[LINK] In some [USA] classrooms, books are a thing of the past

Bernard Robertson-Dunn brd at iimetro.com.au
Tue Oct 20 09:58:24 AEDT 2009

In some classrooms, books are a thing of the past
Digital texts gaining favor, but critics question quality
By Ashley Surdin
Monday, October 19, 2009

AGOURA HILLS, CALIF. -- The dread of high school algebra is lost here 
amid the blue glow of computer screens and the clickety-clack of keyboards.
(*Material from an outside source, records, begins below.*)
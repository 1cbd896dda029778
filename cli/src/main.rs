// blecounter: counter exchange CLI
//
// Runs the central/peripheral counter exchange over the in-memory loopback
// radio and manages the shared exchange configuration.

mod config;
mod demo;

use anyhow::Result;
use clap::{Parser, Subcommand};
use colored::*;
use std::time::Duration;

#[derive(Parser)]
#[command(name = "blecounter")]
#[command(about = "BLE counter exchange over a loopback radio", long_about = None)]
#[command(version)]
struct Cli {
    #[command(subcommand)]
    command: Commands,
}

#[derive(Subcommand)]
enum Commands {
    /// Run a peripheral and a central against each other
    Demo {
        /// Number of counter increments
        #[arg(short, long, default_value = "10")]
        ticks: u32,
        /// Milliseconds between increments (defaults to tick_interval_ms)
        #[arg(short, long)]
        interval_ms: Option<u64>,
        /// Initial counter value
        #[arg(short, long, default_value = "0", allow_negative_numbers = true)]
        start: i64,
    },
    /// Configure settings
    Config {
        #[command(subcommand)]
        action: ConfigAction,
    },
    /// Show the configured service and characteristic ids
    Ids,
}

#[derive(Subcommand)]
enum ConfigAction {
    Set { key: String, value: String },
    Get { key: String },
    List,
}

#[tokio::main]
async fn main() -> Result<()> {
    let cli = Cli::parse();
    let config = config::Config::load()?;

    tracing_subscriber::fmt()
        .with_env_filter(
            tracing_subscriber::EnvFilter::try_from_default_env()
                .unwrap_or_else(|_| tracing_subscriber::EnvFilter::new(&config.log_level)),
        )
        .init();
    tracing::debug!(service = %config.service_id, "configuration loaded");

    match cli.command {
        Commands::Demo {
            ticks,
            interval_ms,
            start,
        } => cmd_demo(config, ticks, interval_ms, start).await,
        Commands::Config { action } => cmd_config(config, action),
        Commands::Ids => cmd_ids(&config),
    }
}

async fn cmd_demo(
    config: config::Config,
    ticks: u32,
    interval_ms: Option<u64>,
    start: i64,
) -> Result<()> {
    println!("{}", "BLE Counter Demo".bold());
    println!();

    let options = demo::DemoOptions {
        ticks,
        interval: Duration::from_millis(interval_ms.unwrap_or(config.tick_interval_ms)),
        start,
    };
    let report = demo::run(&config, options).await?;

    println!();
    println!(
        "{} Central received {} values, last {}",
        "✓".green(),
        report.values.len().to_string().bright_cyan(),
        report
            .last_value
            .map(|v| v.to_string())
            .unwrap_or_else(|| "(none)".to_string())
            .bright_yellow()
    );

    Ok(())
}

fn cmd_config(mut config: config::Config, action: ConfigAction) -> Result<()> {
    match action {
        ConfigAction::Set { key, value } => {
            config.set(&key, &value)?;
            println!("{} Set {} = {}", "✓".green(), key.bright_cyan(), value);
        }

        ConfigAction::Get { key } => {
            if let Some(value) = config.get(&key) {
                println!("{} = {}", key.bright_cyan(), value);
            } else {
                anyhow::bail!("Unknown config key: {}", key);
            }
        }

        ConfigAction::List => {
            println!("{}", "Configuration".bold());
            println!();

            for (key, value) in config.list() {
                println!("  {:<24} {}", key.bright_cyan(), value);
            }

            println!();
            println!(
                "  {}",
                format!("File: {}", config::Config::config_file()?.display()).dimmed()
            );
        }
    }

    Ok(())
}

fn cmd_ids(config: &config::Config) -> Result<()> {
    println!("{}", "Exchange identifiers".bold());
    println!("  Service:        {}", config.service_id.to_string().bright_cyan());
    println!(
        "  Characteristic: {}",
        config.characteristic_id.to_string().bright_yellow()
    );
    Ok(())
}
A fanfare plays from a speaker as a student passes a chapter test. 
Nearby, a classmate watches a video lecture on ratios. Another works out 
an equation in her notebook before clicking on a multiple-choice answer 
on her screen.

Their teacher at Agoura High School, Russell Stephans, sits at the back 
of the room, watching as scores pop up in real time on his computer 
grade sheet. One student has passed a level, the data shows; another is 
retaking a quiz.

"Whoever thought this up makes life so much easier," Stephans says with 
a chuckle.

This textbook-free classroom is by no means the norm, but it may be 
someday. Slowly, but in increasing numbers, grade schools across the 
country are supplementing or substituting the heavy, expensive and 
indelible hardbound book with its lighter, cheaper and changeable 
cousin: the digital textbook.

Also known as a flexbook because of its adaptability, a digital textbook 
can be downloaded, projected and printed, and can range from simple text 
to a Web-based curriculum embedded with multimedia and links to Internet 
content. Some versions must be purchased; others are "open source" -- 
free and available online to anyone.

Some praise the technology as a way to save schools money, replace 
outdated books and better engage tech-savvy students. Others say most 
schools don't have the resources to join the digital drift, or they 
question the quality of open-source content.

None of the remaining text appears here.